▶ **Instructions for the task**:
Report each line of the listing that carries the word "CacheEntry".

▶ **Excerpted data**:

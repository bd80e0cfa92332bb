//! Text command grammar.
//!
//! ```text
//! agent send MESSAGE
//! agent list
//! agent switch AGENT
//! agent create NAME
//! agent delete AGENT_ID
//! agent memory read LABEL
//! agent memory write LABEL VALUE...
//! agent archivemem TEXT...
//! agent clearhistory
//! agent help
//! ```
//!
//! Verbs are case-insensitive. Arguments keep their case, and trailing
//! free-text arguments keep their line breaks. A memory value is taken
//! verbatim after the single separator that follows its label.

use agent_bridge_core::BridgeError;
use agent_bridge_session::Command;

/// Split off the first whitespace-delimited word.
fn split_word(input: &str) -> (&str, &str) {
    let input = input.trim_start();
    match input.find(char::is_whitespace) {
        Some(i) => (&input[..i], input[i..].trim_start()),
        None => (input, ""),
    }
}

/// Split off the block label at the first whitespace character, which is
/// consumed; the remainder is left as is.
fn split_label(input: &str) -> (&str, &str) {
    let input = input.trim_start();
    match input.char_indices().find(|(_, c)| c.is_whitespace()) {
        Some((i, c)) => (&input[..i], &input[i + c.len_utf8()..]),
        None => (input, ""),
    }
}

/// Parse one `agent ...` command line.
///
/// Argument emptiness is left to `Command::validate`; this only rejects
/// lines that do not name a known command.
///
/// # Errors
/// Returns `InvalidCommand` for lines not starting with `agent` or naming an
/// unknown verb.
pub fn parse_command_line(line: &str) -> Result<Command, BridgeError> {
    let (prefix, rest) = split_word(line);
    if !prefix.eq_ignore_ascii_case("agent") {
        return Err(BridgeError::invalid("commands start with `agent`; try `agent help`"));
    }

    let (verb, raw) = split_word(rest);
    let rest = raw.trim_end();
    let command = match verb.to_ascii_lowercase().as_str() {
        "" | "help" => Command::Help,
        "send" => Command::SendMessage {
            text: rest.to_string(),
        },
        "list" => Command::ListAgents,
        "switch" => Command::SwitchAgent {
            agent: rest.to_string(),
        },
        "create" => Command::CreateAgent {
            name: rest.to_string(),
        },
        "delete" => Command::DeleteAgent {
            agent_id: rest.to_string(),
        },
        "memory" => parse_memory(raw)?,
        "archivemem" => Command::ArchiveMemory {
            text: rest.to_string(),
        },
        "clearhistory" => Command::ClearHistory,
        other => {
            return Err(BridgeError::invalid(format!(
                "unknown command `{other}`; try `agent help`"
            )));
        }
    };
    Ok(command)
}

fn parse_memory(rest: &str) -> Result<Command, BridgeError> {
    let (action, rest) = split_word(rest);
    let (label, value) = split_label(rest);
    match action.to_ascii_lowercase().as_str() {
        "read" if value.trim().is_empty() => Ok(Command::ReadMemory {
            label: label.to_string(),
        }),
        "read" => Err(BridgeError::invalid("usage: agent memory read LABEL")),
        "write" => Ok(Command::WriteMemory {
            label: label.to_string(),
            value: value.to_string(),
        }),
        _ => Err(BridgeError::invalid(
            "usage: agent memory read LABEL | agent memory write LABEL VALUE",
        )),
    }
}
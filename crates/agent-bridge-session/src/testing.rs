//! In-process stand-in for the remote agent server.

use std::{
    collections::HashMap,
    sync::{
        Mutex,
        atomic::{AtomicU64, Ordering},
    },
    time::Duration,
};

use agent_bridge_core::{
    Agent, AgentApi, ArchivalPassage, BridgeError, EventStream, MemoryBlock, StreamEvent,
};
use async_trait::async_trait;
use futures::StreamExt;

/// Fake `AgentApi` with a call log, injectable latency and scripted replies.
#[derive(Default)]
pub struct FakeAgentApi {
    next_id: AtomicU64,
    agents: Mutex<Vec<Agent>>,
    blocks: Mutex<HashMap<(String, String), MemoryBlock>>,
    archival: Mutex<HashMap<String, Vec<ArchivalPassage>>>,
    calls: Mutex<Vec<String>>,
    latency: Mutex<Duration>,
    reply: Mutex<Vec<StreamEvent>>,
    drop_archival: Mutex<bool>,
    read_delay: Mutex<Option<Duration>>,
}

impl FakeAgentApi {
    pub fn new() -> Self {
        Self {
            reply: Mutex::new(vec![StreamEvent::text("ok"), StreamEvent::Completed]),
            ..Self::default()
        }
    }

    pub fn with_latency(self, latency: Duration) -> Self {
        *self.latency.lock().unwrap() = latency;
        self
    }

    pub fn set_reply(&self, events: Vec<StreamEvent>) {
        *self.reply.lock().unwrap() = events;
    }

    /// Accept archival inserts without storing them.
    pub fn drop_archival_inserts(&self) {
        *self.drop_archival.lock().unwrap() = true;
    }

    /// Make the next block read return its snapshot only after `delay`.
    pub fn delay_next_read(&self, delay: Duration) {
        *self.read_delay.lock().unwrap() = Some(delay);
    }

    /// Seed an existing agent, bypassing the call log.
    pub fn seed_agent(&self, id: &str, name: &str) {
        self.agents.lock().unwrap().push(Agent {
            id: id.to_string(),
            name: name.to_string(),
            blocks: Vec::new(),
        });
    }

    /// Seed a block, bypassing the call log.
    pub fn seed_block(&self, agent_id: &str, block: MemoryBlock) {
        self.blocks
            .lock()
            .unwrap()
            .insert((agent_id.to_string(), block.label.clone()), block);
    }

    /// Change a block behind the bridge's back.
    pub fn external_write(&self, agent_id: &str, label: &str, value: &str) {
        if let Some(block) = self
            .blocks
            .lock()
            .unwrap()
            .get_mut(&(agent_id.to_string(), label.to_string()))
        {
            block.value = value.to_string();
        }
    }

    pub fn calls(&self) -> Vec<String> {
        self.calls.lock().unwrap().clone()
    }

    pub fn count(&self, operation: &str) -> usize {
        self.calls
            .lock()
            .unwrap()
            .iter()
            .filter(|c| c.as_str() == operation)
            .count()
    }

    pub fn total_calls(&self) -> usize {
        self.calls.lock().unwrap().len()
    }

    pub fn agent_ids(&self) -> Vec<String> {
        self.agents.lock().unwrap().iter().map(|a| a.id.clone()).collect()
    }

    async fn record(&self, operation: &str) {
        self.calls.lock().unwrap().push(operation.to_string());
        let latency = *self.latency.lock().unwrap();
        if !latency.is_zero() {
            tokio::time::sleep(latency).await;
        }
    }

    fn require_agent(&self, agent_id: &str) -> Result<(), BridgeError> {
        if self.agents.lock().unwrap().iter().any(|a| a.id == agent_id) {
            Ok(())
        } else {
            Err(BridgeError::agent_not_found(agent_id))
        }
    }
}

#[async_trait]
impl AgentApi for FakeAgentApi {
    async fn create_agent(&self, name: &str, blocks: &[MemoryBlock]) -> Result<Agent, BridgeError> {
        self.record("create_agent").await;
        let id = format!("agent-{}", self.next_id.fetch_add(1, Ordering::SeqCst) + 1);
        let agent = Agent {
            id: id.clone(),
            name: name.to_string(),
            blocks: blocks.to_vec(),
        };
        self.agents.lock().unwrap().push(agent.clone());
        for block in blocks {
            self.seed_block(&id, block.clone());
        }
        Ok(agent)
    }

    async fn list_agents(&self) -> Result<Vec<Agent>, BridgeError> {
        self.record("list_agents").await;
        Ok(self.agents.lock().unwrap().clone())
    }

    async fn delete_agent(&self, agent_id: &str) -> Result<(), BridgeError> {
        self.record("delete_agent").await;
        self.require_agent(agent_id)?;
        self.agents.lock().unwrap().retain(|a| a.id != agent_id);
        Ok(())
    }

    async fn send_message(&self, agent_id: &str, _text: &str) -> Result<EventStream, BridgeError> {
        self.record("send_message").await;
        self.require_agent(agent_id)?;
        let events = self.reply.lock().unwrap().clone();
        Ok(futures::stream::iter(events).boxed())
    }

    async fn get_memory_block(&self, agent_id: &str, label: &str) -> Result<MemoryBlock, BridgeError> {
        self.record("get_memory_block").await;
        let snapshot = self
            .blocks
            .lock()
            .unwrap()
            .get(&(agent_id.to_string(), label.to_string()))
            .cloned();
        let delay = self.read_delay.lock().unwrap().take();
        if let Some(delay) = delay {
            tokio::time::sleep(delay).await;
        }
        snapshot.ok_or_else(|| BridgeError::NotFound {
            resource: "Memory block",
            id: format!("{agent_id}/{label}"),
        })
    }

    async fn update_memory_block(
        &self,
        agent_id: &str,
        label: &str,
        value: &str,
    ) -> Result<MemoryBlock, BridgeError> {
        self.record("update_memory_block").await;
        let mut blocks = self.blocks.lock().unwrap();
        let block = blocks
            .get_mut(&(agent_id.to_string(), label.to_string()))
            .ok_or_else(|| BridgeError::NotFound {
                resource: "Memory block",
                id: format!("{agent_id}/{label}"),
            })?;
        block.value = value.to_string();
        Ok(block.clone())
    }

    async fn reset_messages(&self, agent_id: &str) -> Result<usize, BridgeError> {
        self.record("reset_messages").await;
        self.require_agent(agent_id)?;
        Ok(1)
    }

    async fn insert_archival(&self, agent_id: &str, text: &str) -> Result<(), BridgeError> {
        self.record("insert_archival").await;
        self.require_agent(agent_id)?;
        if !*self.drop_archival.lock().unwrap() {
            self.archival
                .lock()
                .unwrap()
                .entry(agent_id.to_string())
                .or_default()
                .push(ArchivalPassage {
                    id: None,
                    text: text.to_string(),
                });
        }
        Ok(())
    }

    async fn list_archival(&self, agent_id: &str) -> Result<Vec<ArchivalPassage>, BridgeError> {
        self.record("list_archival").await;
        Ok(self
            .archival
            .lock()
            .unwrap()
            .get(agent_id)
            .cloned()
            .unwrap_or_default())
    }
}
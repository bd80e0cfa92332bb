//! Core abstractions for the agent session bridge.
//!
//! This crate provides the fundamental building blocks:
//! - `Agent`, `MemoryBlock`, `Session`, `Message` - Domain model
//! - `StreamEvent` / `EventStream` - Incremental agent responses
//! - `BridgeError` / `ErrorKind` - Error taxonomy shared by every layer
//! - `BridgeConfig` - Deserializable configuration
//! - `AgentApi` and `BindingStore` traits

pub mod config;
pub mod error;
pub mod event;
pub mod traits;
pub mod types;

pub use config::BridgeConfig;
pub use error::{BridgeError, ErrorKind};
pub use event::{EventStream, FailureReason, StreamEvent};
pub use traits::{AgentApi, BindingStore};
pub use types::{Agent, ArchivalPassage, MemoryBlock, Message, Role, Session};
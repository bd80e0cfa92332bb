//! Memory block synchronization.
//!
//! Reads are served from a per-(agent, label) cache while it is younger than
//! the staleness threshold. Writes always re-fetch first (remote wins),
//! replace the whole value, and only update the cache once the server
//! accepted the write.
//!
//! Cache fills and writes for the same block run under one lock, so a fill
//! that started before a write can never land after it. Writes are not
//! versioned: of two concurrent writers the one that acquires the lock last
//! wins, and the earlier value is silently overwritten.

use std::sync::Arc;

use agent_bridge_core::{AgentApi, BridgeError, MemoryBlock, config::MemoryConfig};
use dashmap::DashMap;
use tokio::{sync::Mutex, time::Instant};

type BlockKey = (String, String);
type BlockLock = Arc<Mutex<()>>;

#[derive(Debug, Clone)]
struct CacheEntry {
    block: MemoryBlock,
    synced_at: Instant,
}

/// Read-through cache over remote memory blocks.
pub struct MemorySynchronizer {
    api: Arc<dyn AgentApi>,
    config: MemoryConfig,
    cache: DashMap<BlockKey, CacheEntry>,
    block_locks: DashMap<BlockKey, BlockLock>,
}

fn key(agent_id: &str, label: &str) -> BlockKey {
    (agent_id.to_string(), label.to_string())
}

impl MemorySynchronizer {
    /// Create a new synchronizer.
    #[must_use]
    pub fn new(api: Arc<dyn AgentApi>, config: MemoryConfig) -> Self {
        Self {
            api,
            config,
            cache: DashMap::new(),
            block_locks: DashMap::new(),
        }
    }

    /// Read a block, from cache when fresh.
    ///
    /// # Errors
    /// Returns error if a remote read is needed and fails. The cache is left
    /// untouched in that case.
    pub async fn read_block(&self, agent_id: &str, label: &str) -> Result<MemoryBlock, BridgeError> {
        let key = key(agent_id, label);
        if let Some(block) = self.fresh(&key) {
            tracing::debug!(agent_id, label, "Memory cache hit");
            return Ok(block);
        }

        let lock = self.lock_for(&key);
        let guard = lock.lock().await;
        let result = match self.fresh(&key) {
            Some(block) => Ok(block),
            None => {
                tracing::debug!(agent_id, label, "Memory cache miss, fetching");
                self.api.get_memory_block(agent_id, label).await.map(|block| {
                    self.store(key.clone(), block.clone());
                    block
                })
            }
        };
        drop(guard);
        self.release(&key, lock);
        result
    }

    /// Replace a block's value.
    ///
    /// The limit is checked before any remote call, using the cached
    /// server-declared limit or the configured one. It is checked again
    /// against the freshly fetched block before writing.
    ///
    /// # Errors
    /// Returns `ValueTooLong` if the value exceeds the block's limit, or the
    /// remote error if the fetch or write fails. The cache only changes on
    /// success.
    pub async fn write_block(
        &self,
        agent_id: &str,
        label: &str,
        value: &str,
    ) -> Result<MemoryBlock, BridgeError> {
        let key = key(agent_id, label);
        let known_limit = self.cache.get(&key).and_then(|e| e.block.limit);
        self.check_limit(label, value, known_limit)?;

        let lock = self.lock_for(&key);
        let guard = lock.lock().await;
        let result = self.replace(&key, value).await;
        drop(guard);
        self.release(&key, lock);
        result
    }

    async fn replace(&self, key: &BlockKey, value: &str) -> Result<MemoryBlock, BridgeError> {
        let (agent_id, label) = (key.0.as_str(), key.1.as_str());
        let current = self.api.get_memory_block(agent_id, label).await?;
        self.check_limit(label, value, current.limit)?;
        if current.value != value {
            tracing::debug!(agent_id, label, previous_len = current.char_len(), "Replacing block value");
        }

        let updated = self.api.update_memory_block(agent_id, label, value).await?;
        self.store(key.clone(), updated.clone());
        Ok(updated)
    }

    /// Drop every cached block of an agent.
    pub fn invalidate_agent(&self, agent_id: &str) {
        self.cache.retain(|(agent, _), _| agent != agent_id);
        self.block_locks
            .retain(|(agent, _), lock| agent != agent_id || Arc::strong_count(lock) > 1);
    }

    /// Cached copy of a block, regardless of age.
    #[must_use]
    pub fn cached(&self, agent_id: &str, label: &str) -> Option<MemoryBlock> {
        self.cache.get(&key(agent_id, label)).map(|e| e.block.clone())
    }

    fn fresh(&self, key: &BlockKey) -> Option<MemoryBlock> {
        self.cache
            .get(key)
            .filter(|entry| entry.synced_at.elapsed() < self.config.staleness())
            .map(|entry| entry.block.clone())
    }

    fn lock_for(&self, key: &BlockKey) -> BlockLock {
        Arc::clone(self.block_locks.entry(key.clone()).or_default().value())
    }

    /// Forget the block's lock once nobody else holds or waits on it.
    fn release(&self, key: &BlockKey, lock: BlockLock) {
        drop(lock);
        self.block_locks.remove_if(key, |_, l| Arc::strong_count(l) == 1);
    }

    fn store(&self, key: BlockKey, block: MemoryBlock) {
        self.cache.insert(
            key,
            CacheEntry {
                block,
                synced_at: Instant::now(),
            },
        );
    }

    fn check_limit(&self, label: &str, value: &str, limit: Option<usize>) -> Result<(), BridgeError> {
        let limit = limit.unwrap_or_else(|| self.config.limit_for(label));
        let len = value.chars().count();
        if len > limit {
            return Err(BridgeError::ValueTooLong {
                label: label.to_string(),
                len,
                limit,
            });
        }
        Ok(())
    }
}
//! Core traits for the remote agent server and binding storage.

use async_trait::async_trait;

use crate::{Agent, ArchivalPassage, BridgeError, EventStream, MemoryBlock, Session};

/// Operations offered by the remote agent server.
///
/// Implementations hold no mutable state beyond connection pools. Every call
/// except `send_message` resolves to a single result; transient failures are
/// retried inside the implementation before they surface.
#[async_trait]
pub trait AgentApi: Send + Sync {
    /// Create an agent with the given name and initial memory blocks.
    async fn create_agent(&self, name: &str, blocks: &[MemoryBlock]) -> Result<Agent, BridgeError>;

    /// List all agents visible to the configured credential.
    async fn list_agents(&self) -> Result<Vec<Agent>, BridgeError>;

    /// Delete an agent.
    async fn delete_agent(&self, agent_id: &str) -> Result<(), BridgeError>;

    /// Send a user message and open the response stream.
    ///
    /// The returned future resolves once the server accepted the request;
    /// the stream then yields events until a terminal one.
    async fn send_message(&self, agent_id: &str, text: &str) -> Result<EventStream, BridgeError>;

    /// Fetch a memory block.
    async fn get_memory_block(&self, agent_id: &str, label: &str) -> Result<MemoryBlock, BridgeError>;

    /// Replace a memory block's value.
    async fn update_memory_block(
        &self,
        agent_id: &str,
        label: &str,
        value: &str,
    ) -> Result<MemoryBlock, BridgeError>;

    /// Clear the agent's message history. Returns the number of messages left.
    async fn reset_messages(&self, agent_id: &str) -> Result<usize, BridgeError>;

    /// Insert a passage into archival memory.
    async fn insert_archival(&self, agent_id: &str, text: &str) -> Result<(), BridgeError>;

    /// List archival memory passages.
    async fn list_archival(&self, agent_id: &str) -> Result<Vec<ArchivalPassage>, BridgeError>;
}

/// Storage for session bindings.
///
/// The bridge only needs process-lifetime storage; a collaborator may plug
/// in a persistent backend.
#[async_trait]
pub trait BindingStore: Send + Sync {
    /// Get the binding for a session key.
    async fn get(&self, session_key: &str) -> Result<Option<Session>, BridgeError>;

    /// Insert or replace a binding.
    async fn put(&self, session: Session) -> Result<(), BridgeError>;

    /// Update the last-active timestamp. Missing keys are ignored.
    async fn touch(&self, session_key: &str, now: i64) -> Result<(), BridgeError>;

    /// Remove a binding, returning it if present.
    async fn remove(&self, session_key: &str) -> Result<Option<Session>, BridgeError>;

    /// List all bindings.
    async fn list(&self) -> Result<Vec<Session>, BridgeError>;
}
/// Map one JSON frame to at most one event.
///
/// # Errors
/// Returns the parse error message if the frame is not JSON.
pub fn translate_frame(data: &str) -> Result<Option<StreamEvent>, String> {
    let value: Value = serde_json::from_str(data).map_err(|e| e.to_string())?;

    if let Some(error) = value.get("error").filter(|e| !e.is_null()) {
        return Ok(Some(server_failure(error)));
    }

    let message_type = value
        .get("message_type")
        .or_else(|| value.get("type"))
        .and_then(Value::as_str)
        .unwrap_or_default();

    let event = match message_type {
        "assistant_message" => {
            let text = content_text(value.get("content"));
            (!text.is_empty()).then(|| StreamEvent::text(text))
        }
        "tool_call_message" => tool_call(&value),
        "error_message" => Some(server_failure(&value)),
        "stop_reason" => value
            .get("stop_reason")
            .and_then(Value::as_str)
            .filter(|reason| ERROR_STOP_REASONS.contains(reason))
            .map(|reason| {
                StreamEvent::failed(FailureReason::Server {
                    message: format!("turn stopped: {reason}"),
                })
            }),
        "ping" | "keepalive" => None,
        other => {
            tracing::debug!(message_type = other, "Ignoring stream frame");
            None
        }
    };
    Ok(event)
}

fn content_text(content: Option<&Value>) -> String {
    match content {
        Some(Value::String(s)) => s.clone(),
        Some(Value::Array(parts)) => parts
            .iter()
            .filter_map(|p| p.get("text").and_then(Value::as_str))
            .collect(),
        _ => String::new(),
    }
}

fn tool_call(value: &Value) -> Option<StreamEvent> {
    let call = value.get("tool_call").or_else(|| {
        value
            .get("tool_calls")
            .and_then(Value::as_array)
            .and_then(|calls| calls.first())
    })?;
    let name = call.get("name").and_then(Value::as_str)?.to_string();
    let arguments = match call.get("arguments") {
        Some(Value::String(s)) => s.clone(),
        Some(other) => other.to_string(),
        None => String::new(),
    };
    Some(StreamEvent::ToolCall { name, arguments })
}

fn server_failure(error: &Value) -> StreamEvent {
    let message = match error {
        Value::String(s) => s.clone(),
        other => other
            .get("message")
            .or_else(|| other.get("detail"))
            .and_then(Value::as_str)
            .map_or_else(|| other.to_string(), str::to_string),
    };
    StreamEvent::failed(FailureReason::Server { message })
}

/// Stateful reducer from body chunks to events.
#[derive(Debug, Default)]
pub struct StreamTranslator {
    decoder: FrameDecoder,
    done: bool,
}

▶ **Result of the task**:
struct CacheEntry {
    cache: DashMap<BlockKey, CacheEntry>,
            CacheEntry {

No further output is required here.